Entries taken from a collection
=== Section Start ===

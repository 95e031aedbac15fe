use rayon::prelude::*;

use strida_core::{Error, IndexDType, Layout, Result, WithDType};

/// Generalized gather along a middle dimension, replicated across an
/// outer block.
///
/// The source is conceptually `[left_size, dim_size, right_size]`. For
/// each index entry `i` and each `j` in `[0, left_size)`, a
/// `right_size`-element block is copied from
/// `src[(j*dim_size + ids[i]) * right_size ..]` to
/// `out[(i + j*numel) * right_size ..]`, laying the output out as
/// `[left_size, numel, right_size]` — a different physical order than the
/// source. The index buffer may be a strided view; `ids_layout` resolves
/// its positions.
///
/// # Panics
///
/// An index value `>= dim_size` panics on the source slice access
/// (unchecked caller contract, as with [`crate::embedding`]).
pub fn index_select<I: IndexDType, T: WithDType>(
    ids: &[I],
    ids_layout: &Layout,
    src: &[T],
    left_size: usize,
    dim_size: usize,
    right_size: usize,
    out: &mut [T],
) -> Result<()> {
    if ids_layout.dims().len() != ids_layout.strides().len() {
        return Err(Error::StrideMismatch {
            dims: ids_layout.dims().len(),
            strides: ids_layout.strides().len(),
        });
    }
    let numel = ids_layout.elem_count();
    if ids.len() < ids_layout.min_buffer_len() {
        return Err(Error::BufferTooSmall {
            what: "index buffer",
            expected: ids_layout.min_buffer_len(),
            got: ids.len(),
        });
    }
    if src.len() != left_size * dim_size * right_size {
        return Err(Error::BufferTooSmall {
            what: "source buffer",
            expected: left_size * dim_size * right_size,
            got: src.len(),
        });
    }
    if out.len() != left_size * numel * right_size {
        return Err(Error::BufferTooSmall {
            what: "output buffer",
            expected: left_size * numel * right_size,
            got: out.len(),
        });
    }
    if out.is_empty() {
        return Ok(());
    }

    let contiguous = ids_layout.is_contiguous();
    // Output block k sits at offset k*right_size = (i + j*numel)*right_size,
    // so k decomposes as j = k / numel, i = k % numel.
    out.par_chunks_mut(right_size)
        .enumerate()
        .for_each(|(k, block)| {
            let j = k / numel;
            let i = k % numel;
            let pos = if contiguous {
                i
            } else {
                ids_layout.strided_index(i)
            };
            let id = ids[pos].as_usize();
            let start = (j * dim_size + id) * right_size;
            block.copy_from_slice(&src[start..start + right_size]);
        });
    Ok(())
}

#[cfg(test)]
mod tests {
    use super::*;

    #[test]
    fn test_select_middle_dim() {
        // src = [2, 3, 2] counted 0..12; select ids [2, 0] along dim 1.
        let src: Vec<f32> = (0..12).map(|v| v as f32).collect();
        let ids: Vec<u32> = vec![2, 0];
        let mut out = vec![0f32; 2 * 2 * 2];
        index_select(&ids, &Layout::contiguous(2), &src, 2, 3, 2, &mut out).unwrap();
        // j=0: blocks (2, 0) of the first slab; j=1: same rows of the second.
        assert_eq!(out, vec![4.0, 5.0, 0.0, 1.0, 10.0, 11.0, 6.0, 7.0]);
    }

    #[test]
    fn test_strided_ids() {
        let src: Vec<u32> = (0..4).collect();
        // ids read through a transposed [2,2] view (strides [1,2]):
        // logical order 0, 2, 1, 3.
        let ids: Vec<u8> = vec![0, 1, 2, 3];
        let ids_l = Layout::contiguous((2, 2)).transpose(0, 1).unwrap();
        let mut out = vec![0u32; 4];
        index_select(&ids, &ids_l, &src, 1, 4, 1, &mut out).unwrap();
        assert_eq!(out, vec![0, 2, 1, 3]);
    }

    #[test]
    fn test_source_size_validated() {
        let src = vec![0f32; 5]; // needs 6 for left=1, dim=3, right=2
        let ids: Vec<u32> = vec![0];
        let mut out = vec![0f32; 2];
        assert!(index_select(&ids, &Layout::contiguous(1), &src, 1, 3, 2, &mut out).is_err());
    }
}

=== Section End ===

[ACTION ITEM] Copy each line of the data above exactly as it appears.

[ANSWER FOR THE TASK]
repository 95e031aedbac15fe
use rayon::prelude::*;

use strida_core::{Error, IndexDType, Layout, Result, WithDType};

/// Generalized gather along a middle dimension, replicated across an
/// outer block.
///
/// The source is conceptually `[left_size, dim_size, right_size]`. For
/// each index entry `i` and each `j` in `[0, left_size)`, a
/// `right_size`-element block is copied from
/// `src[(j*dim_size + ids[i]) * right_size ..]` to
/// `out[(i + j*numel) * right_size ..]`, laying the output out as
/// `[left_size, numel, right_size]` — a different physical order than the
/// source. The index buffer may be a strided view; `ids_layout` resolves
/// its positions.
///
/// # Panics
///
/// An index value `>= dim_size` panics on the source slice access
/// (unchecked caller contract, as with [`crate::embedding`]).
pub fn index_select<I: IndexDType, T: WithDType>(
    ids: &[I],
    ids_layout: &Layout,
    src: &[T],
    left_size: usize,
    dim_size: usize,
    right_size: usize,
    out: &mut [T],
) -> Result<()> {
    if ids_layout.dims().len() != ids_layout.strides().len() {
        return Err(Error::StrideMismatch {
            dims: ids_layout.dims().len(),
            strides: ids_layout.strides().len(),
        });
    }
    let numel = ids_layout.elem_count();
    if ids.len() < ids_layout.min_buffer_len() {
        return Err(Error::BufferTooSmall {
            what: "index buffer",
            expected: ids_layout.min_buffer_len(),
            got: ids.len(),
        });
    }
    if src.len() != left_size * dim_size * right_size {
        return Err(Error::BufferTooSmall {
            what: "source buffer",
            expected: left_size * dim_size * right_size,
            got: src.len(),
        });
    }
    if out.len() != left_size * numel * right_size {
        return Err(Error::BufferTooSmall {
            what: "output buffer",
            expected: left_size * numel * right_size,
            got: out.len(),
        });
    }
    if out.is_empty() {
        return Ok(());
    }

    let contiguous = ids_layout.is_contiguous();
    // Output block k sits at offset k*right_size = (i + j*numel)*right_size,
    // so k decomposes as j = k / numel, i = k % numel.
    out.par_chunks_mut(right_size)
        .enumerate()
        .for_each(|(k, block)| {
            let j = k / numel;
            let i = k % numel;
            let pos = if contiguous {
                i
            } else {
                ids_layout.strided_index(i)
            };
            let id = ids[pos].as_usize();
            let start = (j * dim_size + id) * right_size;
            block.copy_from_slice(&src[start..start + right_size]);
        });
    Ok(())
}

#[cfg(test)]
mod tests {
    use super::*;

    #[test]
    fn test_select_middle_dim() {
        // src = [2, 3, 2] counted 0..12; select ids [2, 0] along dim 1.
        let src: Vec<f32> = (0..12).map(|v| v as f32).collect();
        let ids: Vec<u32> = vec![2, 0];
        let mut out = vec![0f32; 2 * 2 * 2];
        index_select(&ids, &Layout::contiguous(2), &src, 2, 3, 2, &mut out).unwrap();
        // j=0: blocks (2, 0) of the first slab; j=1: same rows of the second.
        assert_eq!(out, vec![4.0, 5.0, 0.0, 1.0, 10.0, 11.0, 6.0, 7.0]);
    }

    #[test]
    fn test_strided_ids() {
        let src: Vec<u32> = (0..4).collect();
        // ids read through a transposed [2,2] view (strides [1,2]):
        // logical order 0, 2, 1, 3.
        let ids: Vec<u8> = vec![0, 1, 2, 3];
        let ids_l = Layout::contiguous((2, 2)).transpose(0, 1).unwrap();
        let mut out = vec![0u32; 4];
        index_select(&ids, &ids_l, &src, 1, 4, 1, &mut out).unwrap();
        assert_eq!(out, vec![0, 2, 1, 3]);
    }

    #[test]
    fn test_source_size_validated() {
        let src = vec![0f32; 5]; // needs 6 for left=1, dim=3, right=2
        let ids: Vec<u32> = vec![0];
        let mut out = vec![0f32; 2];
        assert!(index_select(&ids, &Layout::contiguous(1), &src, 1, 3, 2, &mut out).is_err());
    }
}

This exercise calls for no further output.